In recent years, using soft computing (SC) in different sciences has led to desirable results (Mondal et al. 2012; Gad and Khalaf 2013; Gorani et al. 2014; Al-Abadi 2014; Khoshbi et al. 2016; Ahmadianfar et al. 2016; Azimi et al. 2017). To overcome the uncertainty and complexity accompained with bed load sediment transport estimation in sewers, Azamathulla et al. (2012) presented multi-ninlinear regression-based model and adaptive neuro-fuzzy inference systems (ANFIS). They found that the offered ANFIS model could employed as a strongth alternative tool in sedimen transport prediction at clean pipe. Ebtehaj and Bonakdari (2013) evaluated the performance of artificial neural network (ANN) in estimation of sediment transport using self-cleansing concept. They found the superior results of ANN in compared with existing regression-based methods. Ebtehaj and Bonakdari (2014) employed two different algorithms; back-propagation (BP) and hybrid of back-propagation and least-square (BP-LS); to train ANFIS in predicting of sediment transport in sewers. Moreover, to the generation of fuzzy inference systesm (FIS), sub-clustering (SC) and grid partitioning (GP) were utilized. Based on these methods, they introduced four different methods in ANFIS training. The results illustrated that a combination of GP and Hybrid results in the most precise sediment transport prediction.

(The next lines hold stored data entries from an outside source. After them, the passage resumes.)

use unicode_normalization::UnicodeNormalization;

pub trait Preprocessor {
    // Default query preprocessor
    fn process(&self, text: &str) -> String {
        let text = text.trim();

        if text.is_empty() {
            return String::new();
        }

        // Unicode normalization (NFKC)
        let text: String = text.nfkc().collect();

        // A line break between words is one space, CRLF included
        text.split(['\n', '\r'])
            .map(str::trim)
            .filter(|line| !line.is_empty())
            .collect::<Vec<_>>()
            .join(" ")
    }
}

pub struct DefaultPreprocessor;
impl Preprocessor for DefaultPreprocessor {}
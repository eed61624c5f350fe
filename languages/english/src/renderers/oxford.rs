use fanyi_core::markup::{self, Node};
use fanyi_types::NormalizedRecord;
use serde_json::Value;

use super::{Heading, RenderContext, RenderError, section};
use crate::response::{EntryBlock, Group, OXFORD, OxfordSection, SIMPLE_MEANS, SenseItem, SimpleMeans};

const OXFORD_CSS: &str = "\
div.dis {font-weight: bold;margin-bottom:3px;padding:0;}\
span.grammar, span.informal {color: #0d47a1;}\
span.pos {font-size:0.9em;margin-right:5px;padding:2px 4px;color:white;background-color:#0d47a1;border-radius:3px;}\
span.tran {padding:0;}\
span.eng_tran {padding-right:5px;}\
ul.sents {font-size:0.9em;margin:3px 0;padding:5px;background:rgba(13,71,161,0.1);border-radius:5px;}\
li.sent {margin:0;padding:0;}\
span.eng_sent {padding-right:5px;}";

pub(super) fn render(
    response: &Value,
    ctx: &RenderContext<'_>,
) -> Result<Option<NormalizedRecord>, RenderError> {
    let Some(oxford) = section::<OxfordSection>(response, OXFORD)? else {
        return Ok(None);
    };
    let Some(simple) = section::<SimpleMeans>(response, SIMPLE_MEANS)? else {
        return Ok(None);
    };
    let Some(heading) = Heading::from_simple_means(&simple, ctx) else {
        return Ok(None);
    };

    let blocks = oxford.blocks();
    if blocks.is_empty() {
        return Ok(None);
    }

    let definitions = definition_blocks(blocks, ctx);
    if definitions.is_empty() {
        return Ok(None);
    }

    Ok(Some(heading.into_record(
        markup::render(&[Node::Style(OXFORD_CSS)]),
        definitions,
    )))
}

/// Walk entry blocks in service order.
///
/// `p` opens a block, `d` completes and emits it, `n-g` emits its own
/// sub-block. A part of speech never followed by `d` is dropped.
fn definition_blocks(blocks: &[EntryBlock], ctx: &RenderContext<'_>) -> Vec<String> {
    let mut definitions = Vec::new();

    for block in blocks {
        let mut current: Vec<Node> = Vec::new();
        for group in &block.data {
            match group {
                Group::PartOfSpeech { p_text } => {
                    current.clear();
                    if !p_text.is_empty() {
                        current.push(Node::text_span("pos", p_text.as_str()));
                    }
                }
                Group::Translation { en_text } => {
                    current.push(translation(en_text));
                    definitions.push(markup::render(&current));
                    current.clear();
                }
                Group::SenseGroup { data } => {
                    if let Some(sub_block) = sense_block(data, ctx) {
                        definitions.push(sub_block);
                    }
                }
                Group::Other => {}
            }
        }
    }

    definitions
}

/// Translations of a sense group followed by up to `max_example` examples
fn sense_block(items: &[SenseItem], ctx: &RenderContext<'_>) -> Option<String> {
    let mut nodes = Vec::new();
    let mut examples = Vec::new();

    for item in items {
        if let Some(text) = item.text.as_deref().filter(|t| !t.is_empty()) {
            nodes.push(translation(text));
        }

        if item.is_example() && examples.len() < ctx.max_example {
            if let Some(sentence) = item.en_text.as_deref().filter(|s| !s.is_empty()) {
                let highlighted = markup::highlight(sentence, ctx.word);
                examples.push(vec![Node::span("eng_sent", highlighted)]);
            }
        }
    }

    if !examples.is_empty() {
        nodes.push(Node::list("sents", "sent", examples));
    }

    if nodes.is_empty() {
        None
    } else {
        Some(markup::render(&nodes))
    }
}

fn translation(text: &str) -> Node {
    Node::span("tran", vec![Node::text_span("eng_tran", text)])
}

All computational methods have different advantages and disadvantages depending on the type of problems, the decision on whether or not to use it done. In ANN, the learning and computations are easy but the major drawbacks of this approach are as arriving at the local minimum, less generalizing performance, over-fitting problem and slow convergence speed. Moreover, attaining the optimal structure of a constructed ANN is not simple (Rezaei et al. 2017). The main shortcoming of fuzzy logic (FL) is in finding the shape of each variable and suitable membership functions are untangled by trial and error (Singh et al. 2012, 2013). To overcome the disadvantage of ANN and fuzzy logic, ANFIS has been introduced which are knowning as a most popular strong SC tool. ANFIS is an adaptive fuzzy system which allows to utilization of ANN topology with FL simultaneously. It not only contains the features of both approaches, but also removes some shortcomings of their lonely-utilized case. Indeed, ANFIS consists of ANN advantages such as understanding mathematical details is not obligate and acquaintance with the job data is enough, employed different algorithm within learning course and solving nonlinear complex problems with strong capacity (Isanta Navarro 2013). Moreover, the advantages of ANFIS in comparison with ANN are attained highly nonlinear mapping, better learning capacity, and involves fewer tuneable parameters. However, the most constraints in ANFIS are more complex than FIS, not existe for all types of FIS (Rezaei et al. 2017) and there is no law for tunning the membership functions.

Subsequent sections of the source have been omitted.